▶ _EXERCISE BRIEF_
Stop after the line that contains "pub mod styles;"; until then, restate each line of the entries word for word from the very first.

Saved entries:

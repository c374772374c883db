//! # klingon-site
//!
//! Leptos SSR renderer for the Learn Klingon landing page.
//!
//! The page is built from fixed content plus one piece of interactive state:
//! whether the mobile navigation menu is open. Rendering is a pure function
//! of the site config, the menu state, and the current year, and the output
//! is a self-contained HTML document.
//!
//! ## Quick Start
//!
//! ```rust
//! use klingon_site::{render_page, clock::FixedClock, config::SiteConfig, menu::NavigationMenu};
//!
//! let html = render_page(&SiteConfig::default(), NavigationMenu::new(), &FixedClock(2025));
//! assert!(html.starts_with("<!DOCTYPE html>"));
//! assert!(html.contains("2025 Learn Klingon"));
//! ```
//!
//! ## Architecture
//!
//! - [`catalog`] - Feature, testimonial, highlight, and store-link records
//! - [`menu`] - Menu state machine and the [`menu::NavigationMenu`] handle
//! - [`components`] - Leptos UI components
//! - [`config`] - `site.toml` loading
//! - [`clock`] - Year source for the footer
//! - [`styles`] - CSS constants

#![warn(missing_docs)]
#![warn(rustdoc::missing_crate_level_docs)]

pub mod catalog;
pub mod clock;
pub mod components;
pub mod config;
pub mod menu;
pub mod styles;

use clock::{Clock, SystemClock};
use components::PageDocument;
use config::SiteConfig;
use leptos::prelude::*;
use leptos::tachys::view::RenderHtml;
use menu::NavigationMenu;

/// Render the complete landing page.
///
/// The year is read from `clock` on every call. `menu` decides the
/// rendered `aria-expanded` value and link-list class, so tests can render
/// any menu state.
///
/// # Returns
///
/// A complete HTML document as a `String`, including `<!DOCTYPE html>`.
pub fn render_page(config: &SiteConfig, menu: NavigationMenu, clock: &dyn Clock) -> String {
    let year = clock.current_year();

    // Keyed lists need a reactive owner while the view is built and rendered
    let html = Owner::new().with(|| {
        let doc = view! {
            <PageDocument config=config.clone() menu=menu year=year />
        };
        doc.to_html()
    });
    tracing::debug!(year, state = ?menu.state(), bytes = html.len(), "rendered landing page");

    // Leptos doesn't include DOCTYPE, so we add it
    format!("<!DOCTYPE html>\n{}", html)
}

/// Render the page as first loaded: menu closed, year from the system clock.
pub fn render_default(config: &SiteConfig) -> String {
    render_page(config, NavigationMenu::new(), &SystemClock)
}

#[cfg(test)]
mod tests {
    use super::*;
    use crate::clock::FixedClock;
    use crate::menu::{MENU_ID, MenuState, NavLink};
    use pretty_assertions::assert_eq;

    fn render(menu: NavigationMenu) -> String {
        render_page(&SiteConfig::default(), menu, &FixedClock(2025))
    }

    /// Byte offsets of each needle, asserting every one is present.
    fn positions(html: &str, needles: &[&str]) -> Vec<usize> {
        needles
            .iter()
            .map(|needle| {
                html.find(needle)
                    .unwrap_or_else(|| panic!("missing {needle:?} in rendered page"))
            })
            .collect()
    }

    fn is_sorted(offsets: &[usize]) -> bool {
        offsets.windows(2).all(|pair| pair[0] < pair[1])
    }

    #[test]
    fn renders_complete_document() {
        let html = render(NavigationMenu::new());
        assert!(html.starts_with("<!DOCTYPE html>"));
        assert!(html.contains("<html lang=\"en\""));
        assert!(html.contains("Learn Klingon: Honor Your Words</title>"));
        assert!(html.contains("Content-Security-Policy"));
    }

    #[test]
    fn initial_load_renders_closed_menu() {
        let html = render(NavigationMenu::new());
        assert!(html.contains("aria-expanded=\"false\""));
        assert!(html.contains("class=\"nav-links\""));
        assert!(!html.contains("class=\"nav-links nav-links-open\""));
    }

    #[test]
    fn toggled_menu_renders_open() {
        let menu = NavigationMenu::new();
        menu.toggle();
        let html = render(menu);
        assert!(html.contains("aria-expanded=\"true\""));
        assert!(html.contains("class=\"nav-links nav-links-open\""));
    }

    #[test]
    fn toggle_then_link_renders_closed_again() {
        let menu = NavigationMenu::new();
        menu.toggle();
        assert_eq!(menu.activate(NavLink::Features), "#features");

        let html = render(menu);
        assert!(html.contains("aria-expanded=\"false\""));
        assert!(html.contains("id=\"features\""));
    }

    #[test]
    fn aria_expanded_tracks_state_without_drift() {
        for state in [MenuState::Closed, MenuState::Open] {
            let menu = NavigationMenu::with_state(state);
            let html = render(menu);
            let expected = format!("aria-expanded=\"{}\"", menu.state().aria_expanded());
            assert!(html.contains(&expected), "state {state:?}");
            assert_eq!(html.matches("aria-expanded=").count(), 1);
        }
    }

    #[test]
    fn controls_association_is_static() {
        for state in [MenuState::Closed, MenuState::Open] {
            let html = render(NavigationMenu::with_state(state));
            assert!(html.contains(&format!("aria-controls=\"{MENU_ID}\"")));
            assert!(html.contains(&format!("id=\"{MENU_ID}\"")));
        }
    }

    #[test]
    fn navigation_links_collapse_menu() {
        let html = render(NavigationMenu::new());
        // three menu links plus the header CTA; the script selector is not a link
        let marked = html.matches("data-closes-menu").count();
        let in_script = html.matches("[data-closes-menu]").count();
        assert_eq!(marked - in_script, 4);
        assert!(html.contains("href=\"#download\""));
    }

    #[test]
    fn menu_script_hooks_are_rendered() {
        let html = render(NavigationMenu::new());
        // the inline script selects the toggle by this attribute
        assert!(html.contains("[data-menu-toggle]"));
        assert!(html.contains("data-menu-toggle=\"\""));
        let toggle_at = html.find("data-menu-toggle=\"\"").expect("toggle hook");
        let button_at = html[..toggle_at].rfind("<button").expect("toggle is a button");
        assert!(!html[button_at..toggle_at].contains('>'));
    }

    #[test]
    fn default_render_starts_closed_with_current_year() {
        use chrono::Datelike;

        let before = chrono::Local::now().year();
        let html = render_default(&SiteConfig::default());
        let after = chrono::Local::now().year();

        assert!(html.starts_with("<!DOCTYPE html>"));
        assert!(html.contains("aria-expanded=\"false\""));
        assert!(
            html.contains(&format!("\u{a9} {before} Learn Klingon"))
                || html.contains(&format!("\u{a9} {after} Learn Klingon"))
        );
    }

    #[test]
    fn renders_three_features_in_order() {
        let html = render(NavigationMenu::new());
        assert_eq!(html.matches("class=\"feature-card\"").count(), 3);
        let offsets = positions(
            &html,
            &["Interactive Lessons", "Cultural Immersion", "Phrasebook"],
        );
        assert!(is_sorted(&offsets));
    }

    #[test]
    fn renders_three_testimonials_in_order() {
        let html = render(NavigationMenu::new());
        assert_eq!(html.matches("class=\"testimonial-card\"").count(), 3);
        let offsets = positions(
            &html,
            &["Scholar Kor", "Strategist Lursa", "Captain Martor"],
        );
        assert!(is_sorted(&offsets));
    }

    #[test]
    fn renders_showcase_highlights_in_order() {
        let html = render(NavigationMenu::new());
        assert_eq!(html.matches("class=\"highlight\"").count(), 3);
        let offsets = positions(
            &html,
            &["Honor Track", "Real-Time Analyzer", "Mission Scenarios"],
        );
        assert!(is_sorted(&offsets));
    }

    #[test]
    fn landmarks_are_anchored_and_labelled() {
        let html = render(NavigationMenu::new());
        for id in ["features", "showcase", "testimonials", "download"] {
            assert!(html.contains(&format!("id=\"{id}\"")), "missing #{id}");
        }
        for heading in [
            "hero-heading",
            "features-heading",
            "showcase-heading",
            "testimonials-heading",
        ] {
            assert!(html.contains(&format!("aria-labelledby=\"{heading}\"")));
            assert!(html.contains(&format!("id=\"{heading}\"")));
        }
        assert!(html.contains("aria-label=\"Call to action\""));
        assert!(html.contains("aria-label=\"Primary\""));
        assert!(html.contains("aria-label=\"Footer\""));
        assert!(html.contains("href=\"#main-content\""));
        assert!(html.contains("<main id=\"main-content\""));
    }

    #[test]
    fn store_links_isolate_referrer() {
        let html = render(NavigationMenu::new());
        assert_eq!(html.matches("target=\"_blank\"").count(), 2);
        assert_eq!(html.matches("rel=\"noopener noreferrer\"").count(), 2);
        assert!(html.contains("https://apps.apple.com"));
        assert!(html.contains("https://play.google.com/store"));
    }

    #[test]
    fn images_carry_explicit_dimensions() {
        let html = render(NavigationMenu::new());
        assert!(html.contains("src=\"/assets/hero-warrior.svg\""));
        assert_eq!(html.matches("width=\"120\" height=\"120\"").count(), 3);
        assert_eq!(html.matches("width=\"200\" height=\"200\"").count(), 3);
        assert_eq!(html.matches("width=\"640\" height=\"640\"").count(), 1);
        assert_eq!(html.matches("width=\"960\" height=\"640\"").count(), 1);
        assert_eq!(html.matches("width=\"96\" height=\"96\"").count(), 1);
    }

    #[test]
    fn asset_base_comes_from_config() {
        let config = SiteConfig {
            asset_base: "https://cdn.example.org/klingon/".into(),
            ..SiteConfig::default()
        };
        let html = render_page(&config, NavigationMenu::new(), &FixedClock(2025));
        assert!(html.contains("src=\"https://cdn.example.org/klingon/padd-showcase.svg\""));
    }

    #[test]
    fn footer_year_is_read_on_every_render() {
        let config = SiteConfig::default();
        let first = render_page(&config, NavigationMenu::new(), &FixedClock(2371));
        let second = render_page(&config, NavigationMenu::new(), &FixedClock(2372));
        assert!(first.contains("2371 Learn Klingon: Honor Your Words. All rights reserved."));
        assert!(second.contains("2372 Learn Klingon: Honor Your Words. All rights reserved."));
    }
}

▶ _RESPONSE AREA_
repository c374772374c883db
//! # klingon-site
//!
//! Leptos SSR renderer for the Learn Klingon landing page.
//!
//! The page is built from fixed content plus one piece of interactive state:
//! whether the mobile navigation menu is open. Rendering is a pure function
//! of the site config, the menu state, and the current year, and the output
//! is a self-contained HTML document.
//!
//! ## Quick Start
//!
//! ```rust
//! use klingon_site::{render_page, clock::FixedClock, config::SiteConfig, menu::NavigationMenu};
//!
//! let html = render_page(&SiteConfig::default(), NavigationMenu::new(), &FixedClock(2025));
//! assert!(html.starts_with("<!DOCTYPE html>"));
//! assert!(html.contains("2025 Learn Klingon"));
//! ```
//!
//! ## Architecture
//!
//! - [`catalog`] - Feature, testimonial, highlight, and store-link records
//! - [`menu`] - Menu state machine and the [`menu::NavigationMenu`] handle
//! - [`components`] - Leptos UI components
//! - [`config`] - `site.toml` loading
//! - [`clock`] - Year source for the footer
//! - [`styles`] - CSS constants

#![warn(missing_docs)]
#![warn(rustdoc::missing_crate_level_docs)]

pub mod catalog;
pub mod clock;
pub mod components;
pub mod config;
pub mod menu;
pub mod styles;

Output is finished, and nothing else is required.